[policy] restrict all v3 transactions to 10kvB

2 files changed, 17 insertions, 2 deletions

diff --git a/src/policy/v3_policy.cpp b/src/policy/v3_policy.cpp
index 3c3942d707..d44832fceb 100644
--- a/src/policy/v3_policy.cpp
+++ b/src/policy/v3_policy.cpp
@@ -67,6 +67,12 @@ std::optional<std::string> PackageV3Checks(const CTransactionRef& ptx, int64_t v
 
     // Now we have all ancestors, so we can start checking v3 rules.
     if (ptx->nVersion == 3) {
+        // SingleV3Checks should have checked this already.
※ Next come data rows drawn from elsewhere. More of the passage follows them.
use questlog_schemas::{
    BranchingPoint, ChainDependency, ChainId, Consequence, DependencyType, Quest, QuestChain,
    QuestId, QuestStatus, UserId,
};
use std::collections::{BTreeMap, HashMap, HashSet};
use tracing::debug;

use crate::error::Result;
use crate::store::QuestStore;

/// Minimum chain size for a fully-completed chain to count as an epic
const EPIC_MIN_MEMBERS: usize = 5;

/// Derives quest chains from a snapshot of a user's quests.
///
/// Pure with respect to its input: the same quest set always yields the same
/// chains, so chains are always rebuilt in full rather than incrementally
/// patched.
pub struct ChainBuilder;

impl Default for ChainBuilder {
    fn default() -> Self {
        Self::new()
    }
}

impl ChainBuilder {
    pub fn new() -> Self {
        Self
    }

    /// Fetch one consistent snapshot of the user's quests and build chains
    pub fn chains_for(&self, store: &QuestStore, user_id: &UserId) -> Result<Vec<QuestChain>> {
        let quests = store.list_quests(user_id)?;
        let chains = self.build_chains(&quests);

        debug!(
            "Built {} chain(s) from {} quest(s) for user {}",
            chains.len(),
            quests.len(),
            user_id
        );
        Ok(chains)
    }

    /// Group quests into chains and derive dependency data.
    ///
    /// Two grouping strategies are applied and merged: explicit
    /// `quest_chain_id` membership, and parent/child trees collected from
    /// each root. Tree members land under the root's chain id when it has
    /// one, otherwise under a key synthesized from the root id.
    pub fn build_chains(&self, quests: &[Quest]) -> Vec<QuestChain> {
        let by_id: HashMap<&QuestId, &Quest> = quests.iter().map(|q| (&q.id, q)).collect();

        let mut children: HashMap<&QuestId, Vec<&QuestId>> = HashMap::new();
        for quest in quests {
            if let Some(ref parent) = quest.parent_quest_id {
                children.entry(parent).or_default().push(&quest.id);
            }
        }

        // BTreeMap keyed by chain id keeps the output order reproducible
        let mut groups: BTreeMap<ChainId, Vec<QuestId>> = BTreeMap::new();

        // Strategy 1: explicit chain membership
        for quest in quests {
            if let Some(ref chain_id) = quest.quest_chain_id {
                push_unique(groups.entry(chain_id.clone()).or_default(), &quest.id);
            }
        }

        // Strategy 2: implicit parent/child trees. A quest whose parent id
        // no longer resolves is treated as a root rather than dropped.
        for quest in quests {
            let is_root = match quest.parent_quest_id {
                None => true,
                Some(ref parent) => !by_id.contains_key(parent),
            };
            if !is_root {
                continue;
            }

            let mut members = Vec::new();
            collect_tree(&quest.id, &children, &mut members);

            let key = quest
                .quest_chain_id
                .clone()
                .unwrap_or_else(|| ChainId(format!("chain_{}", quest.id.0)));

            let group = groups.entry(key).or_default();
            for member in &members {
                push_unique(group, member);
            }
        }

        groups
            .into_iter()
            .filter(|(_, members)| !members.is_empty())
            .map(|(chain_id, members)| build_chain(chain_id, &members, &by_id, &children))
            .collect()
    }
}

fn collect_tree(id: &QuestId, children: &HashMap<&QuestId, Vec<&QuestId>>, out: &mut Vec<QuestId>) {
    // Parent edges are enforced acyclic at write time; the contains check
    // only guards against malformed imported data
    if out.contains(id) {
        return;
    }
    out.push(id.clone());

    if let Some(kids) = children.get(id) {
        for kid in kids {
            collect_tree(kid, children, out);
        }
    }
}

fn push_unique(members: &mut Vec<QuestId>, id: &QuestId) {
    if !members.contains(id) {
        members.push(id.clone());
    }
}

fn build_chain(
    chain_id: ChainId,
    members: &[QuestId],
    by_id: &HashMap<&QuestId, &Quest>,
    children: &HashMap<&QuestId, Vec<&QuestId>>,
) -> QuestChain {
    let member_set: HashSet<&QuestId> = members.iter().collect();

    let mut dependencies = Vec::new();
    let mut branching_points = Vec::new();
    let mut consequences = Vec::new();

    for member in members {
        let Some(quest) = by_id.get(member) else {
            continue;
        };

        // Dependencies mirror parent/child edges: the child is blocked on
        // its parent
        if let Some(ref parent) = quest.parent_quest_id {
            if member_set.contains(parent) {
                dependencies.push(ChainDependency {
                    quest: member.clone(),
                    depends_on: parent.clone(),
                    dependency_type: DependencyType::Blocks,
                });
            }
        }

        let direct_children: Vec<QuestId> = children
            .get(member)
            .map(|kids| {
                kids.iter()
                    .filter(|kid| member_set.contains(**kid))
                    .map(|kid| (*kid).clone())
                    .collect()
            })
            .unwrap_or_default();

        if direct_children.len() > 1 {
            branching_points.push(BranchingPoint {
                quest: member.clone(),
                branches: direct_children.clone(),
            });
        }

        // A completed quest unlocks its children and any member tied to the
        // same external goal
        if quest.status == QuestStatus::Completed {
            let mut unlocks = direct_children;
            if let Some(ref goal_id) = quest.related_goal_id {
                for other in members {
                    if other == member {
                        continue;
                    }
                    let shares_goal = by_id
                        .get(other)
                        .and_then(|q| q.related_goal_id.as_ref())
                        .map(|g| g == goal_id)
                        .unwrap_or(false);
                    if shares_goal && !unlocks.contains(other) {
                        unlocks.push(other.clone());
                    }
                }
            }
            if !unlocks.is_empty() {
                consequences.push(Consequence {
                    quest: member.clone(),
                    unlocks,
                });
            }
        }
    }

    let total = members.len();
    let completed = members
        .iter()
        .filter(|m| by_id.get(*m).map(|q| q.status == QuestStatus::Completed) == Some(true))
        .count();
    let active: Vec<u8> = members
        .iter()
        .filter_map(|m| by_id.get(m))
        .filter(|q| q.status == QuestStatus::Active)
        .map(|q| q.progress_percentage)
        .collect();

    let base = 100.0 * completed as f64 / total as f64;
    let active_contribution = if active.is_empty() {
        0.0
    } else {
        let avg = active.iter().map(|p| *p as f64).sum::<f64>() / active.len() as f64;
        avg * active.len() as f64 / total as f64
    };
    let storyline_progress = round2((base + active_contribution).min(100.0));

    let epic_completion = total >= EPIC_MIN_MEMBERS && completed == total;

    let (name, description) = describe_chain(members, by_id, completed, total);

    QuestChain {
        id: chain_id,
        name,
        description,
        members: members.to_vec(),
        dependencies,
        branching_points,
        consequences,
        storyline_progress,
        epic_completion,
    }
}

/// Deterministic naming from the first member's category (falling back to
/// its quest type) plus a completed/total ratio string
fn describe_chain(
    members: &[QuestId],
    by_id: &HashMap<&QuestId, &Quest>,
    completed: usize,
    total: usize,
) -> (String, String) {
    let theme = members
        .first()
        .and_then(|m| by_id.get(m))
        .map(|q| {
            q.category
                .as_deref()
                .filter(|c| !c.trim().is_empty())
                .unwrap_or(q.quest_type.as_str())
                .to_string()
        })
        .unwrap_or_else(|| "quest".to_string());

    let name = format!("The {} saga", capitalize(&theme));
    let description = format!("{} storyline, {}/{} quests completed", capitalize(&theme), completed, total);
    (name, description)
}

fn capitalize(text: &str) -> String {
    let mut chars = text.chars();
    match chars.next() {
        Some(first) => first.to_uppercase().collect::<String>() + chars.as_str(),
        None => String::new(),
    }
}

fn round2(value: f64) -> f64 {
    (value * 100.0).round() / 100.0
}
+        if (!Assume(vsize <= V3_MAX_VSIZE)) {
+            return strprintf("v3 tx %s (wtxid=%s) is too big: %u > %u virtual bytes",
+                             ptx->GetHash().ToString(), ptx->GetWitnessHash().ToString(), vsize, V3_MAX_VSIZE);
+        }
+
         if (mempool_ancestors.size() + in_package_parents.size() + 1 > V3_ANCESTOR_LIMIT) {
             return strprintf("tx %s (wtxid=%s) would have too many ancestors",
                              ptx->GetHash().ToString(), ptx->GetWitnessHash().ToString());
@@ -186,6 +192,12 @@ std::optional<std::pair<std::string, CTransactionRef>> SingleV3Checks(const CTra
     // The rest of the rules only apply to transactions with nVersion=3.
     if (ptx->nVersion != 3) return std::nullopt;
 
+    if (vsize > V3_MAX_VSIZE) {
+        return std::make_pair(strprintf("v3 tx %s (wtxid=%s) is too big: %u > %u virtual bytes",
+                         ptx->GetHash().ToString(), ptx->GetWitnessHash().ToString(), vsize, V3_MAX_VSIZE),
+            nullptr);
+    }
+
     // Check that V3_ANCESTOR_LIMIT would not be violated.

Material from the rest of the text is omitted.